I spent the winter of 1994 through the summer of 1995 soaking myself in August and Everything After. I did lots of variations on the theme of playing it through, playing some part of it, and playing some part of a part of it over and over. Up to a few hours a day. Usually with breaks in between. The release date coincided with a time I was beginning to sense my life was all wrong. Instead of trampling down the infrastructure of everything that had thus far held all my meaning, I waited it out, riding the waves of Adam Duritz’s enormous accumulation of personal funk. (Though I thought I was riding his haunting lyrics, vocal passion, and perfectly timed crescendos.) I now know that I put in those hours with August because I needed to absorb enough confidence to confront my troubles instead of just stewing in them. I don’t know why it took so long to figure this out. For six months I witnessed the “Macarena”-style overplay of three of the songs at my son’s favorite ice rink every Friday night (“Mr. Jones,” “Rain King,” and “A Murder of One”). Pre-adolescents don’t skate to songs whose dominant feature is the ability to get people wringing their hands, puking out big chunks of solidified tears, and pondering life’s complexities. Hoo, hah.
Lucky I abandoned Counting Crows after that and missed the sad trauma of Recovering the Satellites. (I bought it, shelved it, and looked forward to breaking the plastic wrapper as a major component of my future growth.) I found out a year or so later that I missed two great songs, “Mercury,” and “A Long December.” In “Mercury,” Adam says his crazy girlfriend drives him nuts, and the drumbeats say how she sucks him into a funhouse that feels like an underwater vacuum. Recovering the Satellites followed up an über-disc that came off as a greatest hits collection even though it wasn’t; it was produced in the aftermath of a success that must have been hallucinogenic. Kurt Cobain died, and Adam Duritz had a nervous breakdown right around then. (It’s rough being a famous touchstone.) No wonder I’m walking into walls in the lyrics where windows should be—these songs want to be left alone.
It’s all the fault of people like me. Duritz’s legendary last AOL posting in his “Subject: me” file (March 1999) is as follows: “what the fuck are you people talking about? how the hell do you have any idea at all how i approach women or what i want out of my relationships with them?” In the sneeze diaries of the Web, Adam Duritz’s personal life is far less important to us than sharing our opinions about it.
I’m not sure what’s sicker, the way I got so obsessed with the debut album, or the way I listen to the love songs.

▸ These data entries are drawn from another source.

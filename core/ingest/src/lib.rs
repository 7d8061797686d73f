//! FILENAME: core/ingest/src/lib.rs
//! PURPOSE: Upload normalization: delimited text, spreadsheets and JSON
//! arrays all become comma-delimited text with a header row.
//! CONTEXT: The core only ever sees the normalized form; anything this crate
//! cannot interpret fails here with a user-visible message.

pub mod delimited;
pub mod error;
pub mod json;
pub mod spreadsheet;

pub use delimited::{dataset_to_delimited, normalize_delimited, sniff_delimiter};
pub use error::IngestError;
pub use json::{json_text_to_delimited, json_to_dataset, record_from_json};
pub use spreadsheet::spreadsheet_to_delimited;

/// Normalize an uploaded file to delimited text, dispatching on extension.
pub fn normalize_upload(file_name: &str, bytes: &[u8]) -> Result<String, IngestError> {
    let extension = file_name
        .rsplit_once('.')
        .map(|(_, ext)| ext.to_ascii_lowercase())
        .unwrap_or_default();

    match extension.as_str() {
        "csv" => normalize_delimited(as_text(bytes)?, b','),
        "tsv" => normalize_delimited(as_text(bytes)?, b'\t'),
        "txt" => {
            let text = as_text(bytes)?;
            let delimiter = sniff_delimiter(text);
            normalize_delimited(text, delimiter)
        }
        "json" => json_text_to_delimited(as_text(bytes)?),
        "xlsx" | "xls" | "ods" => spreadsheet_to_delimited(bytes),
        "" => Err(IngestError::Unsupported(
            "file has no extension".to_string(),
        )),
        other => Err(IngestError::Unsupported(format!(".{}", other))),
    }
}

fn as_text(bytes: &[u8]) -> Result<&str, IngestError> {
    std::str::from_utf8(bytes)
        .map_err(|_| IngestError::InvalidFormat("file is not valid UTF-8 text".to_string()))
}
//! FILENAME: app/src/logging.rs
// PURPOSE: Unified logging system for the application.

use once_cell::sync::Lazy;
use std::fs::{File, OpenOptions};
use std::io::Write;
use std::path::PathBuf;
use std::sync::atomic::{AtomicU64, Ordering};
use std::sync::Mutex;

// ============================================================================
// UNIFIED LOGGING SYSTEM
// ============================================================================

/// Global sequence counter, so interleaved log lines stay orderable.
static LOG_SEQ: AtomicU64 = AtomicU64::new(0);

/// Global log file handle
pub static LOG_FILE: Lazy<Mutex<Option<File>>> = Lazy::new(|| Mutex::new(None));

/// Get next sequence number
pub fn next_seq() -> u64 {
    LOG_SEQ.fetch_add(1, Ordering::SeqCst) + 1
}

/// Get the log file path. Controlled by TABULA_LOG_DIR (default `./log`).
pub fn get_log_path() -> Result<PathBuf, String> {
    let log_dir = std::env::var("TABULA_LOG_DIR")
        .map(PathBuf::from)
        .unwrap_or_else(|_| PathBuf::from("log"));

    if !log_dir.exists() {
        std::fs::create_dir_all(&log_dir)
            .map_err(|e| format!("Failed to create log dir at {:?}: {}", log_dir, e))?;
    }

    Ok(log_dir.join("tabula.log"))
}

/// Initialize the unified log file
pub fn init_log_file() -> Result<PathBuf, String> {
    let log_path = get_log_path()?;

    let file = OpenOptions::new()
        .write(true)
        .create(true)
        .truncate(true)
        .open(&log_path)
        .map_err(|e| format!("Failed to create log file {:?}: {}", log_path, e))?;

    let mut log_file = LOG_FILE
        .lock()
        .map_err(|e| format!("Lock error: {}", e))?;
    *log_file = Some(file);

    Ok(log_path)
}

/// Write a log line in unified format: seq|level|category|message
pub fn write_log(level: &str, category: &str, message: &str) {
    let seq = next_seq();
    let line = format!("{}|{}|{}|{}", seq, level, category, message);

    if let Ok(mut guard) = LOG_FILE.lock() {
        if let Some(ref mut file) = *guard {
            if let Err(e) = writeln!(file, "{}", line) {
                eprintln!("[LOG_ERROR] Failed to write: {}", e);
            }
            let _ = file.flush();
        }
    }

    println!("{}", line);
}

// ============================================================================
// MACRO DEFINITIONS & EXPORTS
// ============================================================================

#[macro_export]
macro_rules! log_debug {
    ($cat:expr, $($arg:tt)*) => {
        $crate::logging::write_log("D", $cat, &format!($($arg)*))
    };
}

#[macro_export]
macro_rules! log_info {
    ($cat:expr, $($arg:tt)*) => {
        $crate::logging::write_log("I", $cat, &format!($($arg)*))
    };
}

#[macro_export]
macro_rules! log_warn {
    ($cat:expr, $($arg:tt)*) => {
        $crate::logging::write_log("W", $cat, &format!($($arg)*))
    };
}

#[macro_export]
macro_rules! log_error {
    ($cat:expr, $($arg:tt)*) => {
        $crate::logging::write_log("E", $cat, &format!($($arg)*))
    };
}

// Re-export the macros so they can be imported via `use crate::logging::log_info;`
pub use log_debug;
pub use log_error;
pub use log_info;
pub use log_warn;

I’ve always assumed that women have an easier time listening to Counting Crows love songs because, instead of listening in the third person, or identifying with the singer, I usually take the position of the woman who the song is written about. I’m worth it.
His Elizabeth songs probably have the biggest cult following. Elizabeth is supposed to be someone he knew, and they had to break up because of career conflicts. It’s a common relationship killer, not about money or ego, but about conflicting values, conflicting notions of acceptable lifestyle. (“Good Night Elizabeth” on Recovering the Satellites was written for her.) When this type of thing happens in my life, I read a self-help book about it. When it happens in a love song, I worship it.
This Desert Life, the new album, opens with “hanginaround,” broadcasting weird noises from outer space, then drumbeats, then shouts. A guitar line wraps around, then a piano. Adam jumps in and drives away, singing drunk about getting sober. This will be the first track to go over big at the ice rink. There will be others, but it’s hard to predict which. What’s sure is they’ll be songs the kids don’t under stand now, but figure out years later, smile to themselves and think, “I skated to this?” just like I smile when I think of myself slow dancing to, well, “Me and Mrs. Jones” as a kid.
The new Elizabeth song is called “I Wish I Was a Girl.” It’s the sort of title that gets one dubbed a “dork” in the popular press. “I’m going down to Hollywood. They’re going to make a movie from all the things they find crawling around inside my brain,” Duritz says. He’s killing me. Sometimes I wish he’d party it up at the Playboy Mansion and come back with a raunchy number about a busty blond. (Ouch.) The resignation in the guitar line draws me in. The rhythm slaps me with regret. The background vocals give me comfort. I’m undone.
Counting Crows play Hammerstein Ballroom November 7, 9, and 10.